Emanuele Grimaldi is positioning himself as one of shipping's most vocal advocates for decarbonisation.
The head of Italy's largest shipowning group deems the International Chamber of Shipping's (ICS) backing for zero-carbon emissions in shipping by 2050 something of a pioneering move.
"I think we have really surprised the world," he told the Euromed conference in Valencia on 8 October. "For the first time in history, an association is moving faster than the regulators."
Grimaldi will take an increasingly vocal role after been named as chair-designate, subject to formal election in June 2022.
His comments come after the ICS endorsed both the taxation of carbon emissions and the creation of a multibillion-dollar fund for research and development (R&D) in the environmental field.
Grimaldi, who is also due to speak at the shipping industry COP26 decarbonisation conference in Glasgow next month, said shipowners are living "in an era when they are called to tackle the environmental issue like never before".
The search for a "new normal" has resulted in "responsible" ship operators pushing the IMO to raise the bar on environmental targets.
"The task is enormous, especially in a very capital-intensive industry such as shipping," he said.
But developing cleaner and less-consuming transportation is also a way for shipowners to cut energy costs.
"So it makes perfect sense also under an economic point of view," he said.
'Dangerous' trading scheme
Grimaldi urges a collaborative approach with stakeholders to push the decarbonisation agenda.
Simple measures such as rescheduling arrival times in port would enable operators to slow steam, save fuel and make money.
He has little time for the European Union's Emissions Trading System (ETS).
Among its faults are the concern that the ETS could lead to reciprocal taxes being demanded in third countries, Grimaldi insists.
He fears that funds raised by the ETS will "be spent neither for research nor for environmental reasons".
He added that the ETS was "dangerous" from a competitive perspective in that it would make shipping less attractive vis-a-vis road transport.

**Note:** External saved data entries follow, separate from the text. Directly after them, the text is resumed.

//! Snapshot storage
//!
//! The sequencer persists a full [`LedgerState`] snapshot after every
//! successful write and restores the latest one on start. Snapshots are
//! bincode-encoded.
//!
//! Backends:
//!
//! - [`MemoryStore`] - in-process, for tests and ephemeral nodes
//! - `RocksStore` - RocksDB, behind the `rocksdb` feature
//!
//! # Column Families (RocksDB)
//!
//! - `snapshots` - Encoded states (key: generation, big-endian u64)
//! - `meta` - Latest generation pointer

use crate::{ledger::LedgerState, Result};
use parking_lot::Mutex;

/// Persistence seam for ledger snapshots
pub trait StateStore: Send + Sync {
    /// Latest persisted state, if any
    fn load(&self) -> Result<Option<LedgerState>>;

    /// Persist `state` as the new latest snapshot
    fn save(&self, state: &LedgerState) -> Result<()>;
}

/// In-memory store keeping only the latest encoded snapshot
#[derive(Debug, Default)]
pub struct MemoryStore {
    latest: Mutex<Option<Vec<u8>>>,
    saves: Mutex<u64>,
}

impl MemoryStore {
    /// Create empty store
    pub fn new() -> Self {
        Self::default()
    }

    /// Number of snapshots written so far
    pub fn save_count(&self) -> u64 {
        *self.saves.lock()
    }
}

impl StateStore for MemoryStore {
    fn load(&self) -> Result<Option<LedgerState>> {
        match self.latest.lock().as_deref() {
            Some(bytes) => Ok(Some(bincode::deserialize(bytes)?)),
            None => Ok(None),
        }
    }

    fn save(&self, state: &LedgerState) -> Result<()> {
        let bytes = bincode::serialize(state)?;
        *self.latest.lock() = Some(bytes);
        *self.saves.lock() += 1;
        Ok(())
    }
}

#[cfg(feature = "rocksdb")]
pub use rocks::RocksStore;

#[cfg(feature = "rocksdb")]
mod rocks {
    use super::StateStore;
    use crate::{config::Config, ledger::LedgerState, Error, Result};
    use parking_lot::Mutex;
    use rocksdb::{ColumnFamily, ColumnFamilyDescriptor, Options, WriteBatch, DB};

    const CF_SNAPSHOTS: &str = "snapshots";
    const CF_META: &str = "meta";
    const KEY_LATEST: &[u8] = b"latest";

    /// RocksDB-backed snapshot store
    pub struct RocksStore {
        db: DB,
        retained: u64,
        // Serializes generation bumps
        generation: Mutex<u64>,
    }

    impl std::fmt::Debug for RocksStore {
        fn fmt(&self, f: &mut std::fmt::Formatter<'_>) -> std::fmt::Result {
            f.debug_struct("RocksStore")
                .field("path", &self.db.path())
                .field("retained", &self.retained)
                .finish()
        }
    }

    impl RocksStore {
        /// Open or create the database under `config.data_dir`
        pub fn open(config: &Config) -> Result<Self> {
            let path = &config.data_dir;
            std::fs::create_dir_all(path)?;

            let mut db_opts = Options::default();
            db_opts.create_if_missing(true);
            db_opts.create_missing_column_families(true);
            db_opts.set_write_buffer_size(config.storage.write_buffer_size_mb * 1024 * 1024);
            db_opts.set_max_write_buffer_number(config.storage.max_write_buffer_number);
            db_opts.set_max_background_jobs(config.storage.max_background_jobs);

            let cf_descriptors = vec![
                ColumnFamilyDescriptor::new(CF_SNAPSHOTS, Self::cf_options_snapshots()),
                ColumnFamilyDescriptor::new(CF_META, Options::default()),
            ];
            let db = DB::open_cf_descriptors(&db_opts, path, cf_descriptors)?;

            let store = Self {
                db,
                retained: config.storage.retained_snapshots.max(1),
                generation: Mutex::new(0),
            };
            let latest = store.latest_generation()?.unwrap_or(0);
            *store.generation.lock() = latest;

            tracing::info!(path = ?path, generation = latest, "Opened snapshot store");
            Ok(store)
        }

        fn cf_options_snapshots() -> Options {
            let mut opts = Options::default();
            opts.set_compression_type(rocksdb::DBCompressionType::Zstd);
            opts
        }

        fn cf_handle(&self, name: &str) -> Result<&ColumnFamily> {
            self.db
                .cf_handle(name)
                .ok_or_else(|| Error::Storage(format!("Column family {} not found", name)))
        }

        fn latest_generation(&self) -> Result<Option<u64>> {
            let cf = self.cf_handle(CF_META)?;
            match self.db.get_cf(cf, KEY_LATEST)? {
                Some(bytes) => {
                    let raw: [u8; 8] = bytes.as_slice().try_into().map_err(|_| {
                        Error::Storage("corrupt latest-generation pointer".to_string())
                    })?;
                    Ok(Some(u64::from_be_bytes(raw)))
                }
                None => Ok(None),
            }
        }
    }

    impl StateStore for RocksStore {
        fn load(&self) -> Result<Option<LedgerState>> {
            let Some(generation) = self.latest_generation()? else {
                return Ok(None);
            };
            let cf = self.cf_handle(CF_SNAPSHOTS)?;
            let bytes = self.db.get_cf(cf, generation.to_be_bytes())?.ok_or_else(|| {
                Error::Storage(format!("snapshot {} missing", generation))
            })?;
            Ok(Some(bincode::deserialize(&bytes)?))
        }

        fn save(&self, state: &LedgerState) -> Result<()> {
            let value = bincode::serialize(state)?;
            let cf_snapshots = self.cf_handle(CF_SNAPSHOTS)?;
            let cf_meta = self.cf_handle(CF_META)?;

            let mut generation = self.generation.lock();
            let next = *generation + 1;

            // Snapshot and pointer land atomically
            let mut batch = WriteBatch::default();
            batch.put_cf(cf_snapshots, next.to_be_bytes(), &value);
            batch.put_cf(cf_meta, KEY_LATEST, next.to_be_bytes());
            if next > self.retained {
                batch.delete_cf(cf_snapshots, (next - self.retained).to_be_bytes());
            }
            self.db.write(batch)?;
            *generation = next;

            tracing::debug!(generation = next, bytes = value.len(), "Snapshot persisted");
            Ok(())
        }
    }

}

The competitiveness of the ropax fleet is particularly important for Grimaldi Group, which runs a large network of ropax services stretching from Finland to Spain to Greece.
He warns the industry has to be on its guard to avoid a modal shift away from shipping towards road.
"We have to convince our politicians that it makes sense to develop the Motorways of the Sea," Grimaldi said.
Between Italy and Spain, Grimaldi operates a series of vessels on a trade that initially had none, which emit seven times less than older ships.
"If my vessels are severely taxed, then perhaps I can't provide this service and lorries go back on the street," he said.
A better way
Therefore, shipowners need to encourage regulations to be imposed at a global level.
A levy on shipowners of only $2 per tonne on marine fuel would make $500m per year, or $5bn over the decade, which he said is "a lot of money to fight climate change".
The ICS' preference is for a levy over any kind of ETS.
Incumbent ICS chairman Esben Poulsson said: "A bunker levy scheme is unquestionably the most fair way for everyone, and also the most effective way."
He added that the money could be spent on R&D and also go to real environmental projects.
But ICS secretary general Guy Platten said such a policy is only possible if governments come on board.
"Grimaldi could build a fleet of 30 ammonia or hydrogen-powered ships but, unless the ammonia is produced in a sustainable way to power them, how is that going to work?" he asked.
"And also, there is going to be a massive price differential [between carbon-neutral and conventional fuels], so you're going to somehow have to bridge that gap for the early adopters of the fuel.
"It’s a big decision for us to go to net zero. We're saying to political leaders: 'It's now over to you'."
Platten said an agreement in principle for the proposed R&D fund at the IMO Marine Environment Protection Committee from 8 to 12 November would send a signal that the shipping industry is serious.
"Talk is cheap and very easy, but doing it is very hard," Poulsson said.
"But the truth is that if the IMO doesn't move fast enough, then whether it is California, China or the EU, others will do their own thing.
"So there is pressure on the IMO to get on with this."